Marston Shelton Rovers
- Full name: Marston Shelton Rovers Football Club
- Nickname: Rovers
- Founded: 1898
- Ground: Bedford Road, Marston Moretaine
- Manager: Stephen Murray
- League: Bedfordshire County League Premier Division
- 2024–25: Bedfordshire County League Premier Division, 2nd of 14
| First team colours | Reserves colours |

= Marston Shelton Rovers F.C. =

Association football club in England

Marston Shelton Rovers Football Club is a football club based in Marston Moretaine, Bedfordshire, England.
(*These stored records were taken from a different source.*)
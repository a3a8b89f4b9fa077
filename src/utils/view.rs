use axum::{
    http::{header, StatusCode},
    response::{Html, IntoResponse, Response},
};
use serde::Serialize;
use tera::{Context, Tera};

/// Template dibundel ke binary agar tidak bergantung pada working directory.
pub fn build_templates() -> Result<Tera, tera::Error> {
    let mut tera = Tera::default();
    tera.add_raw_templates(vec![
        ("layout.html", include_str!("../../templates/layout.html")),
        ("error.html", include_str!("../../templates/error.html")),
        ("gallery/index.html", include_str!("../../templates/gallery/index.html")),
        ("gallery/form.html", include_str!("../../templates/gallery/form.html")),
        ("tags/index.html", include_str!("../../templates/tags/index.html")),
    ])?;
    Ok(tera)
}

/// Render template ke response HTML dengan status tertentu.
pub fn render<C: Serialize>(tera: &Tera, template: &str, status: StatusCode, context: &C) -> Response {
    let context = match Context::from_serialize(context) {
        Ok(ctx) => ctx,
        Err(e) => {
            tracing::error!("Template context for {} is not an object: {}", template, e);
            return plain_error(StatusCode::INTERNAL_SERVER_ERROR, "Template rendering failed");
        }
    };

    match tera.render(template, &context) {
        Ok(html) => (status, Html(html)).into_response(),
        Err(e) => {
            tracing::error!("Failed to render {}: {:?}", template, e);
            plain_error(StatusCode::INTERNAL_SERVER_ERROR, "Template rendering failed")
        }
    }
}

#[derive(Serialize)]
struct ErrorPage<'a> {
    page_title: &'a str,
    status: u16,
    code: &'a str,
    message: &'a str,
}

/// Halaman error admin untuk `Err` dari service.
pub fn error_page(tera: &Tera, (status, code, message): (StatusCode, &'static str, String)) -> Response {
    render(
        tera,
        "error.html",
        status,
        &ErrorPage {
            page_title: "Terjadi Kesalahan",
            status: status.as_u16(),
            code,
            message: &message,
        },
    )
}

fn plain_error(status: StatusCode, message: &'static str) -> Response {
    (status, [(header::CONTENT_TYPE, "text/plain; charset=utf-8")], message).into_response()
}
Named after the village and the adjacent hamlets of Lower Shelton and Upper Shelton, they are currently members of the and play at Bedford Road.

==History==
Marston Shelton Rovers were formed in 1898. They joined the Bedford & District League and after winning Division Two in 1932–33, the club were league champions for four consecutive seasons between 1935–36 and 1938–39. In 1946 they moved up to Division One of the South Midlands League, which was renamed the Premier Division the following season. After finishing second-from-bottom of the Premier Division in 1951–52 the club were relegated to Division One. However, they were Division One runners-up in 1953–54, only missing out on the title on goal average, and were promoted back to the Premier Division.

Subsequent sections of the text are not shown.